Friday’s Weekly Round-Up 27

Some up-dates and commentary.
More Lew Welch – Passing quietly, a few days back, the anniversary of Lew Welch’s disappearance. Here’s a thoughtful piece from the local papers.
More Ira Cohen – Here’s Indra Tamang, Romy Ashby – (from their respective blogs – and Nina Zivancevic (on the website – Reality Sandwiches), on their friend, Ira.
Nina: “Ira had never liked Allen Ginsberg, whom I adored, because he acquired more fame than he (Ira) did, in many ways. Allen had fame but he had no children. The last time I saw the latter he said how much he envied Ira for having sons; I was on the verge of tears – I was expecting a baby”.
More Bob Dylan (ok, just a little bit more!) – Rundangerously, on his website, unearths an old AG Dylan fan poem
– elsewhere. (for the Encyclopedia Brittanca on Brittanica.com,) Sean Wilentz gets to address the Dylan-Ginsberg, Ginsberg-Dylan connection explicitly: “Ginsberg helped Dylan loosen his poetic breath and his imagery; Dylan helped bring Ginsberg into the 1960s and alert him anew to the possibility of tighter, lyrical poetic modes..”
More on William Burroughs censorship (see last week’s “Round-Up” for the original AP article) – Elik Shafak has further thoughts in The Guardian
Plutonian Poison (see this post). Fukushima (with all attendant nuclear horrors) seems to have dropped out of the news cycle of late – but, no, not really. Combine this story here and this story here, for example, and it’s hard not to feel.. sad? angry? shamed? – all three.

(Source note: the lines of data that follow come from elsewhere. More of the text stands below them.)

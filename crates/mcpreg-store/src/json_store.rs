//! JSON file implementation of the registry store.
//!
//! The whole registry lives in one pretty-printed JSON document. Writes go to
//! a temporary sibling file that is renamed over the target, so readers never
//! observe a half-written registry.

use std::io::ErrorKind;
use std::path::{Path, PathBuf};
use std::sync::atomic::{AtomicU64, Ordering};

use async_trait::async_trait;
use tokio::io::AsyncWriteExt;
use tokio::sync::Mutex;

use mcpreg_core::{RegistryDocument, RegistryStore, StoreError};

static TEMP_COUNTER: AtomicU64 = AtomicU64::new(0);

fn io_error(path: &Path, source: std::io::Error) -> StoreError {
    StoreError::Io {
        path: path.to_path_buf(),
        source,
    }
}

/// Load a registry document from `path`.
///
/// A missing (or blank) file yields the empty document.
pub async fn load_document(path: &Path) -> Result<RegistryDocument, StoreError> {
    let content = match tokio::fs::read_to_string(path).await {
        Ok(content) => content,
        Err(e) if e.kind() == ErrorKind::NotFound => {
            tracing::debug!(path = %path.display(), "Registry file absent, using empty document");
            return Ok(RegistryDocument::empty());
        }
        Err(e) => return Err(io_error(path, e)),
    };

    if content.trim().is_empty() {
        return Ok(RegistryDocument::empty());
    }

    serde_json::from_str(&content).map_err(|source| StoreError::Parse {
        path: path.to_path_buf(),
        source,
    })
}

/// Serialize a document exactly as it is written to disk.
pub fn render_document(doc: &RegistryDocument) -> Result<String, serde_json::Error> {
    let mut rendered = serde_json::to_string_pretty(doc)?;
    rendered.push('\n');
    Ok(rendered)
}

/// Write `doc` to `path`, replacing the file in full.
///
/// Creates the parent directory if needed. The write is atomic with respect
/// to readers: content goes to a temporary file that is then renamed.
pub async fn save_document(path: &Path, doc: &RegistryDocument) -> Result<(), StoreError> {
    let rendered = render_document(doc).map_err(|e| io_error(path, e.into()))?;

    let parent = mcpreg_core::paths::registry_dir(path).unwrap_or_else(|| Path::new("."));
    tokio::fs::create_dir_all(parent)
        .await
        .map_err(|e| io_error(parent, e))?;

    let temp_path = temp_path_for(path, parent);
    if let Err(e) = write_synced(&temp_path, rendered.as_bytes()).await {
        let _ = tokio::fs::remove_file(&temp_path).await;
        return Err(io_error(&temp_path, e));
    }

    if let Err(e) = tokio::fs::rename(&temp_path, path).await {
        let _ = tokio::fs::remove_file(&temp_path).await;
        return Err(io_error(path, e));
    }

    tracing::debug!(
        path = %path.display(),
        servers = doc.len(),
        version = doc.version,
        "Saved registry document"
    );
    Ok(())
}

fn temp_path_for(path: &Path, parent: &Path) -> PathBuf {
    let file_name = path
        .file_name()
        .map_or_else(|| "registry".into(), |n| n.to_string_lossy());
    let seq = TEMP_COUNTER.fetch_add(1, Ordering::Relaxed);
    parent.join(format!(".{file_name}.{}.{seq}.tmp", std::process::id()))
}

async fn write_synced(path: &Path, bytes: &[u8]) -> std::io::Result<()> {
    let mut file = tokio::fs::File::create(path).await?;
    file.write_all(bytes).await?;
    file.sync_all().await
}

/// Registry store backed by a single JSON file.
pub struct JsonRegistryStore {
    path: PathBuf,
    /// Serializes check-then-write within this process.
    write_lock: Mutex<()>,
}

impl JsonRegistryStore {
    /// Create a store for the registry file at `path`.
    pub fn new(path: impl Into<PathBuf>) -> Self {
        Self {
            path: path.into(),
            write_lock: Mutex::new(()),
        }
    }

    pub fn path(&self) -> &Path {
        &self.path
    }
}

#[async_trait]
impl RegistryStore for JsonRegistryStore {
    async fn load(&self) -> Result<RegistryDocument, StoreError> {
        load_document(&self.path).await
    }

    async fn save(&self, doc: &RegistryDocument) -> Result<u64, StoreError> {
        let _guard = self.write_lock.lock().await;

        let found = load_document(&self.path).await?.version;
        if found != doc.version {
            tracing::warn!(
                path = %self.path.display(),
                expected = doc.version,
                found,
                "Rejected registry save from a stale copy"
            );
            return Err(StoreError::VersionConflict {
                expected: doc.version,
                found,
            });
        }

        let mut next = doc.clone();
        next.version = doc.version + 1;
        save_document(&self.path, &next).await?;
        Ok(next.version)
    }
}
//! Registry store trait and error types.
//!
//! This module defines the persistence abstraction for the server registry.

use std::path::PathBuf;

use async_trait::async_trait;
use thiserror::Error;

use crate::domain::RegistryDocument;

/// Errors raised by a registry store.
///
/// A missing registry file is not an error; it loads as an empty document.
#[derive(Debug, Error)]
pub enum StoreError {
    /// Reading or writing the registry file failed.
    #[error("Failed to access registry file {path}: {source}")]
    Io {
        path: PathBuf,
        #[source]
        source: std::io::Error,
    },

    /// The registry file exists but is not a valid registry document.
    #[error("Failed to parse registry file {path}: {source}")]
    Parse {
        path: PathBuf,
        #[source]
        source: serde_json::Error,
    },

    /// Another writer saved the registry since this copy was loaded.
    #[error("Registry was modified concurrently (expected version {expected}, found {found})")]
    VersionConflict { expected: u64, found: u64 },
}

/// Whole-document persistence for the server registry.
///
/// # Design Rules
///
/// - `load()` returns the entire document; callers mutate it in memory
/// - `save()` replaces the entire document, never merges
/// - `save()` rejects a document whose `version` no longer matches storage,
///   and returns the new version on success
#[async_trait]
pub trait RegistryStore: Send + Sync {
    /// Load the full registry document.
    ///
    /// # Errors
    ///
    /// - `Io` for read failures other than the file being absent
    /// - `Parse` for malformed content
    async fn load(&self) -> Result<RegistryDocument, StoreError>;

    /// Persist the full registry document.
    ///
    /// # Errors
    ///
    /// - `VersionConflict` if storage moved past `doc.version`
    /// - `Io` for write failures
    async fn save(&self, doc: &RegistryDocument) -> Result<u64, StoreError>;
}
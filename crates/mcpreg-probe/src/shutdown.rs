//! Stopping a probed server together with everything it started.
//!
//! Servers are often launched through a wrapper (`sh -c`, `npx`,
//! `cmd /c npx`) that forks the real server. Signalling only the direct
//! child would leave that process running, so probes are spawned as the
//! leader of their own process group (Unix) and the whole group or tree is
//! stopped.

use std::io;
use std::process::ExitStatus;
use std::time::Duration;

use tokio::process::{Child, Command};

#[cfg(unix)]
use nix::errno::Errno;
#[cfg(unix)]
use nix::sys::signal::{Signal, killpg};
#[cfg(unix)]
use nix::unistd::Pid;
#[cfg(unix)]
use tokio::time::{sleep, timeout};

/// Poll interval while waiting for the rest of a process group to exit.
#[cfg(unix)]
const GROUP_POLL: Duration = Duration::from_millis(20);

/// Make the spawned process the root of a tree that can be stopped as one.
pub fn isolate(cmd: &mut Command) {
    #[cfg(unix)]
    cmd.process_group(0);

    #[cfg(not(unix))]
    let _ = cmd;
}

/// Stop the process tree rooted at `child` and reap `child`.
///
/// `leader` is the pid captured at spawn time; it is still needed when
/// `child` has already exited but left descendants behind.
///
/// # Platform behavior
/// - Unix: SIGTERM to the process group, wait up to `grace` for the group
///   to empty, then SIGKILL the group
/// - Windows: `taskkill /T /F` on the tree, then kill the child handle
pub async fn shutdown_tree(
    child: &mut Child,
    leader: Option<u32>,
    grace: Duration,
) -> io::Result<ExitStatus> {
    #[cfg(unix)]
    {
        shutdown_group(child, leader, grace).await
    }

    #[cfg(not(unix))]
    {
        let _ = grace;
        if let Some(pid) = leader {
            kill_tree(pid).await;
        }
        // Already gone if taskkill reached it.
        let _ = child.start_kill();
        child.wait().await
    }
}

#[cfg(unix)]
async fn shutdown_group(
    child: &mut Child,
    leader: Option<u32>,
    grace: Duration,
) -> io::Result<ExitStatus> {
    let Some(pgid) = leader
        .and_then(|pid| i32::try_from(pid).ok())
        .map(Pid::from_raw)
    else {
        return child.wait().await;
    };

    if !signal_group(pgid, Some(Signal::SIGTERM))? {
        return child.wait().await;
    }

    let drained = timeout(grace, async {
        let status = child.wait().await;
        while signal_group(pgid, None).unwrap_or(false) {
            sleep(GROUP_POLL).await;
        }
        status
    })
    .await;
    if let Ok(status) = drained {
        return status;
    }

    tracing::debug!(pgid = pgid.as_raw(), "Process group outlived SIGTERM, sending SIGKILL");
    signal_group(pgid, Some(Signal::SIGKILL))?;
    child.wait().await
}

/// Send `signal` to the group. `None` only checks that the group exists.
///
/// Returns `false` when no process is left in the group.
#[cfg(unix)]
fn signal_group(pgid: Pid, signal: Option<Signal>) -> io::Result<bool> {
    match killpg(pgid, signal) {
        Ok(()) => Ok(true),
        Err(Errno::ESRCH) => Ok(false),
        Err(e) => Err(io::Error::other(e)),
    }
}

#[cfg(not(unix))]
async fn kill_tree(pid: u32) {
    let status = Command::new("taskkill")
        .args(["/T", "/F", "/PID", &pid.to_string()])
        .stdout(std::process::Stdio::null())
        .stderr(std::process::Stdio::null())
        .status()
        .await;
    match status {
        Ok(status) if status.success() => {}
        Ok(status) => tracing::debug!(pid, %status, "taskkill did not stop the process tree"),
        Err(e) => tracing::warn!(pid, error = %e, "Failed to run taskkill"),
    }
}
//! OS-specific command translation.
//!
//! On Windows, `npx` is a `.cmd` shim that cannot be executed directly
//! without the shell, so it is routed through `cmd /c`.

use serde::{Deserialize, Serialize};

/// Operating-system family that decides how commands are launched.
#[derive(Debug, Clone, Copy, PartialEq, Eq, Serialize, Deserialize)]
#[serde(rename_all = "lowercase")]
pub enum PlatformFamily {
    Windows,
    Unix,
}

impl PlatformFamily {
    /// The family of the running OS.
    pub const fn current() -> Self {
        if cfg!(windows) { Self::Windows } else { Self::Unix }
    }

    /// Translate a command line for this family. See [`translate`].
    pub fn translate(self, command: &str, args: &[String]) -> (String, Vec<String>) {
        translate(self, command, args)
    }
}

impl Default for PlatformFamily {
    fn default() -> Self {
        Self::current()
    }
}

/// Translate `command` + `args` for execution on `family`.
///
/// Pure and idempotent: translating an already translated command is a no-op.
pub fn translate(family: PlatformFamily, command: &str, args: &[String]) -> (String, Vec<String>) {
    match family {
        PlatformFamily::Windows if command == "npx" => {
            let mut translated = Vec::with_capacity(args.len() + 2);
            translated.push("/c".to_string());
            translated.push("npx".to_string());
            translated.extend(args.iter().cloned());
            ("cmd".to_string(), translated)
        }
        _ => (command.to_string(), args.to_vec()),
    }
}

#[cfg(test)]
mod tests {
    use super::*;

    fn strings(items: &[&str]) -> Vec<String> {
        items.iter().map(ToString::to_string).collect()
    }

    #[test]
    fn test_windows_wraps_npx_in_cmd() {
        let (command, args) = translate(PlatformFamily::Windows, "npx", &strings(&["-y", "@mcp/seq"]));
        assert_eq!(command, "cmd");
        assert_eq!(args, strings(&["/c", "npx", "-y", "@mcp/seq"]));
    }

    #[test]
    fn test_windows_leaves_other_commands_alone() {
        let (command, args) = translate(PlatformFamily::Windows, "node", &strings(&["server.js"]));
        assert_eq!(command, "node");
        assert_eq!(args, strings(&["server.js"]));
    }

    #[test]
    fn test_unix_is_identity() {
        let (command, args) = translate(PlatformFamily::Unix, "npx", &strings(&["-y", "pkg"]));
        assert_eq!(command, "npx");
        assert_eq!(args, strings(&["-y", "pkg"]));
    }

    #[test]
    fn test_translation_is_idempotent() {
        let (command, args) = PlatformFamily::Windows.translate("npx", &strings(&["-y", "pkg"]));
        let again = PlatformFamily::Windows.translate(&command, &args);
        assert_eq!(again, (command, args));
    }
}
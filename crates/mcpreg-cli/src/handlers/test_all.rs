//! Test-all command handler.

use std::time::Duration;

use anyhow::Result;

use crate::bootstrap::CliContext;
use crate::error::CliError;
use crate::presentation::print_batch_report;

/// Execute the test-all command.
pub async fn execute(ctx: &CliContext, timeout: Option<Duration>) -> Result<()> {
    let report = ctx.service().test_all(timeout).await?;

    if report.summary.failed == 0 {
        return ctx.output.success(&report, || {
            if report.summary.total == 0 {
                println!("No MCP servers registered.");
            } else {
                print_batch_report(&report);
            }
        });
    }

    let error = format!(
        "{} of {} servers failed",
        report.summary.failed, report.summary.total
    );
    ctx.output
        .failure(&report, &error, || print_batch_report(&report))?;
    Err(CliError::Failed(error).into())
}
//! Probe command handler.

use std::time::Duration;

use anyhow::Result;

use crate::bootstrap::CliContext;
use crate::error::CliError;
use crate::presentation::print_probe_result;

/// Execute the probe command.
///
/// A failed probe is printed like a successful one and then reported as
/// an error so the exit code reflects it.
pub async fn execute(ctx: &CliContext, name: &str, timeout: Option<Duration>) -> Result<()> {
    let result = ctx.service().probe(name, timeout).await?;

    if result.success {
        return ctx.output.success(&result, || print_probe_result(name, &result));
    }

    let error = result.error.clone().unwrap_or_else(|| "Probe failed".to_string());
    ctx.output
        .failure(&result, &error, || print_probe_result(name, &result))?;
    Err(CliError::Failed(error).into())
}
//! List command handler.

use anyhow::Result;

use crate::bootstrap::CliContext;
use crate::presentation::print_record_table;

/// Execute the list command.
pub async fn execute(ctx: &CliContext) -> Result<()> {
    let records = ctx.service().list().await?;

    ctx.output.success(&records, || {
        if records.is_empty() {
            println!("No MCP servers registered.");
            println!("Use 'mcpreg add <name> --command <cmd>' to add one.");
            return;
        }
        println!("Found {} server(s):\n", records.len());
        print_record_table(&records);
    })
}
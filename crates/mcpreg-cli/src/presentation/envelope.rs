//! Uniform JSON envelope for `--json` output.

use serde::Serialize;

/// `{success, data?, error?}`, printed once per command.
#[derive(Debug, Serialize)]
pub struct Envelope<'a, T: Serialize> {
    pub success: bool,
    #[serde(skip_serializing_if = "Option::is_none")]
    pub data: Option<&'a T>,
    #[serde(skip_serializing_if = "Option::is_none")]
    pub error: Option<&'a str>,
}

impl<'a, T: Serialize> Envelope<'a, T> {
    pub const fn ok(data: &'a T) -> Self {
        Self {
            success: true,
            data: Some(data),
            error: None,
        }
    }

    /// A failure that still carries its data (e.g. a failed probe result).
    pub const fn failed(data: &'a T, error: &'a str) -> Self {
        Self {
            success: false,
            data: Some(data),
            error: Some(error),
        }
    }
}

impl<'a> Envelope<'a, ()> {
    pub const fn error(error: &'a str) -> Self {
        Self {
            success: false,
            data: None,
            error: Some(error),
        }
    }
}

impl<T: Serialize> Envelope<'_, T> {
    pub fn render(&self) -> serde_json::Result<String> {
        serde_json::to_string_pretty(self)
    }
}

#[cfg(test)]
mod tests {
    use super::*;
    use serde_json::{Value, json};

    fn parsed<T: Serialize>(envelope: &Envelope<'_, T>) -> Value {
        serde_json::from_str(&envelope.render().unwrap()).unwrap()
    }

    #[test]
    fn test_ok_omits_error() {
        let data = vec!["fs", "git"];
        assert_eq!(
            parsed(&Envelope::ok(&data)),
            json!({"success": true, "data": ["fs", "git"]})
        );
    }

    #[test]
    fn test_error_omits_data() {
        assert_eq!(
            parsed(&Envelope::error("MCP server not found: fs")),
            json!({"success": false, "error": "MCP server not found: fs"})
        );
    }

    #[test]
    fn test_failed_keeps_both() {
        let data = json!({"outcome": "timed_out"});
        let value = parsed(&Envelope::failed(&data, "Server did not respond within 100ms"));
        assert_eq!(value["success"], false);
        assert_eq!(value["data"]["outcome"], "timed_out");
        assert_eq!(value["error"], "Server did not respond within 100ms");
    }
}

Greenpeace has some specific details of the local pollution here (in the light of less than forthright information coming from the authorities).  Switzerland’s historic decision, this past week, to phase out its nuclear program is clearly a step in the right direction, but, as James Kantor points out, in the New York Times, “The nuclear fuel meltdowns in Japan have prompted various reactions in other parts of Europe. France, which relies on nuclear power for about 80 percent of its electricity and is a major exporter of nuclear technology, has reaffirmed its commitment to the technology. Just across the border, however, the German government reversed a previous decision to extend the life of its nuclear plants and is working on a plan to accelerate the phase-out there”.

Ai Weiwei (see this earlier post) remains detained by the authorities, or, rather, is presently “under residential surveillance”, in anticipation of criminal prosecution – – 55 days (and still counting!) Visited by his wife Lu Qing for twenty minutes, a couple of weeks ago, but otherwise (still) hidden, intolerably hidden, from the world.